When you spot the word "representation" in a line of the data below, copy that line.

Collected data entries:
- - - - - - -

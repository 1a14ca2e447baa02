//! Contains structures and enumerations that allow for the representation of
//! a sprig abstract syntax tree. Trees of this form are produced by an
//! external parser and are assumed validated - the code generator performs no
//! syntax or type checking of its own and never mutates a tree it is given.

use std::fmt;

/// Binary operator symbols recognised by the language. The arithmetic
/// operators may appear anywhere in an expression, while the relational
/// operators may only appear as the condition of an `If` or `While` node (the
/// code generator defines no boolean value representation).
#[derive(Clone, Copy, Debug, PartialEq, Eq)]
pub enum Op {
    Add, // +
    Subtract, // -
    Multiply, // *
    Divide, // /
    LessThan, // <
    Equal, // =
    GreaterThan // >
}

impl Op {
    pub fn is_arithmetic(&self) -> bool {
        matches!(self, Op::Add | Op::Subtract | Op::Multiply | Op::Divide)
    }

    pub fn is_relational(&self) -> bool {
        matches!(self, Op::LessThan | Op::Equal | Op::GreaterThan)
    }
}

impl fmt::Display for Op {
    fn fmt(&self, f: &mut fmt::Formatter) -> fmt::Result {
        let symbol = match self {
            Op::Add => '+',
            Op::Subtract => '-',
            Op::Multiply => '*',
            Op::Divide => '/',
            Op::LessThan => '<',
            Op::Equal => '=',
            Op::GreaterThan => '>'
        };
        write!(f, "{}", symbol)
    }
}

/// Represents a single node of a parsed sprig program. Statement execution
/// order within a `Sequence` is list order. Variables are restricted to the
/// single uppercase letters 'A' to 'Z', each naming one of 26 fixed storage
/// slots in the program's stack frame.
#[derive(Debug, PartialEq)]
pub enum Node {
    Number(u64),
    Sequence(Vec<Node>),
    Print(Box<Node>),

    BinaryOp {
        op: Op,
        left: Box<Node>,
        right: Box<Node>
    },

    Variable(char),

    Let {
        var: char,
        value: Box<Node>
    },

    If {
        condition: Box<Node>,
        then_branch: Box<Node>,
        else_branch: Option<Box<Node>>
    },

    While {
        condition: Box<Node>,
        body: Box<Node>
    }
}

impl Node {
    /// Human-readable name of this node's kind, used when constructing error
    /// messages that are surfaced to the end user.
    pub fn kind_name(&self) -> &'static str {
        match self {
            Node::Number(_) => "number literal",
            Node::Sequence(_) => "statement sequence",
            Node::Print(_) => "print statement",
            Node::BinaryOp { .. } => "binary operation",
            Node::Variable(_) => "variable reference",
            Node::Let { .. } => "let binding",
            Node::If { .. } => "if statement",
            Node::While { .. } => "while loop"
        }
    }
}
//! Contains code for the compile-time evaluation of constant expression
//! subtrees. The generator uses this to fold fully-constant expressions into
//! a single immediate load and to decide when a multiplication can be
//! strength-reduced to a shift.

use crate::ast;

/// Determine whether the given subtree is fully constant, i.e. whether its
/// value can be computed at generation time. A number literal is always
/// constant; an arithmetic binary operation is constant if and only if both
/// of its operands are. Every other node kind - including relational
/// comparisons, which produce no value - is never constant.
pub fn is_constant(node: &ast::Node) -> bool {
    match node {
        ast::Node::Number(_) => true,

        ast::Node::BinaryOp { op, left, right } if op.is_arithmetic() =>
            is_constant(left) && is_constant(right),

        _ => false
    }
}

/// Compute the value of a constant subtree using 64-bit two's-complement
/// signed arithmetic (addition, subtraction and multiplication wrap on
/// overflow; division truncates toward zero). A constant division by zero is
/// reported as a compile-time failure rather than being allowed to reach the
/// emitted program as a faulting instruction.
///
/// Callers must have established `is_constant` for the subtree first -
/// reaching any other node kind here is an internal invariant violation.
pub fn evaluate_constant(node: &ast::Node) -> super::Result<i64> {
    match node {
        ast::Node::Number(value) => Ok(*value as i64),

        ast::Node::BinaryOp { op, left, right } => {
            let left_val = evaluate_constant(left)?;
            let right_val = evaluate_constant(right)?;

            match op {
                ast::Op::Add => Ok(left_val.wrapping_add(right_val)),
                ast::Op::Subtract => Ok(left_val.wrapping_sub(right_val)),
                ast::Op::Multiply => Ok(left_val.wrapping_mul(right_val)),

                ast::Op::Divide => {
                    if right_val == 0 { Err(super::Failure::ConstantDivisionByZero) }
                    else { Ok(left_val.wrapping_div(right_val)) }
                }

                _ => unreachable!("relational operation in constant subtree")
            }
        }

        _ => unreachable!("evaluate_constant called on non-constant node")
    }
}

/// Return the exponent `e` such that `value == 2^e`, or 0 if `value` is not a
/// usable power of two. Note that 0 is therefore ambiguous with the genuine
/// exponent of `value == 1` - as a consequence a multiplication by 1 cannot
/// be strength-reduced to a shift by zero and falls back to the generic
/// multiply path instead. This fallback is deliberate and relied upon by the
/// generator.
pub fn power_of_two_exponent(value: i64) -> u32 {
    let mut power = 0;

    if value != 0 {
        let mut remaining = value;

        while remaining != 1 {
            if remaining % 2 != 0 { return 0 }

            remaining /= 2;
            power += 1;
        }
    }

    power
}

#[cfg(test)]
mod tests {
    use super::*;
    use crate::ast::{Node, Op};
    use crate::codegen::Failure;

    fn binary(op: Op, left: Node, right: Node) -> Node {
        Node::BinaryOp { op, left: Box::new(left), right: Box::new(right) }
    }

    #[test]
    fn test_constant_detection() {
        assert!(is_constant(&Node::Number(5)));
        assert!(is_constant(&binary(Op::Add, Node::Number(2), Node::Number(3))));
        assert!(is_constant(&binary(
            Op::Multiply,
            binary(Op::Subtract, Node::Number(10), Node::Number(4)),
            Node::Number(6)
        )));

        assert!(!is_constant(&Node::Variable('A')));
        assert!(!is_constant(&binary(Op::Add, Node::Variable('A'), Node::Number(1))));
        assert!(!is_constant(&binary(Op::LessThan, Node::Number(1), Node::Number(2))));
        assert!(!is_constant(&Node::Print(Box::new(Node::Number(1)))));
        assert!(!is_constant(&Node::Sequence(vec![Node::Number(1)])));
    }

    #[test]
    fn test_constant_evaluation() {
        assert_eq!(evaluate_constant(&Node::Number(5)), Ok(5));
        assert_eq!(evaluate_constant(&binary(Op::Add, Node::Number(2), Node::Number(3))), Ok(5));
        assert_eq!(evaluate_constant(&binary(Op::Subtract, Node::Number(2), Node::Number(3))), Ok(-1));
        assert_eq!(
            evaluate_constant(&binary(
                Op::Multiply,
                binary(Op::Add, Node::Number(1), Node::Number(2)),
                Node::Number(4)
            )),
            Ok(12)
        );

        // Division truncates toward zero:
        assert_eq!(evaluate_constant(&binary(Op::Divide, Node::Number(7), Node::Number(2))), Ok(3));
    }

    #[test]
    fn test_wrapping_arithmetic() {
        assert_eq!(
            evaluate_constant(&binary(Op::Add, Node::Number(i64::MAX as u64), Node::Number(1))),
            Ok(i64::MIN)
        );
        assert_eq!(
            evaluate_constant(&binary(Op::Multiply, Node::Number(i64::MAX as u64), Node::Number(2))),
            Ok(-2)
        );
    }

    #[test]
    fn test_division_by_constant_zero() {
        assert_eq!(
            evaluate_constant(&binary(Op::Divide, Node::Number(6), Node::Number(0))),
            Err(Failure::ConstantDivisionByZero)
        );

        // Detected at any nesting depth:
        assert_eq!(
            evaluate_constant(&binary(
                Op::Add,
                Node::Number(1),
                binary(Op::Divide, Node::Number(6), binary(Op::Subtract, Node::Number(2), Node::Number(2)))
            )),
            Err(Failure::ConstantDivisionByZero)
        );
    }

    #[test]
    fn test_power_of_two_exponent() {
        assert_eq!(power_of_two_exponent(2), 1);
        assert_eq!(power_of_two_exponent(8), 3);
        assert_eq!(power_of_two_exponent(1024), 10);

        // Sentinel for values that cannot be turned into a shift:
        assert_eq!(power_of_two_exponent(0), 0);
        assert_eq!(power_of_two_exponent(6), 0);
        assert_eq!(power_of_two_exponent(-8), 0);

        // The value 1 shares the sentinel - see the function's documentation.
        assert_eq!(power_of_two_exponent(1), 0);
    }
}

- - - - - - -

## Solution to the problem
//! Contains structures and enumerations that allow for the representation of
/// code generator defines no boolean value representation).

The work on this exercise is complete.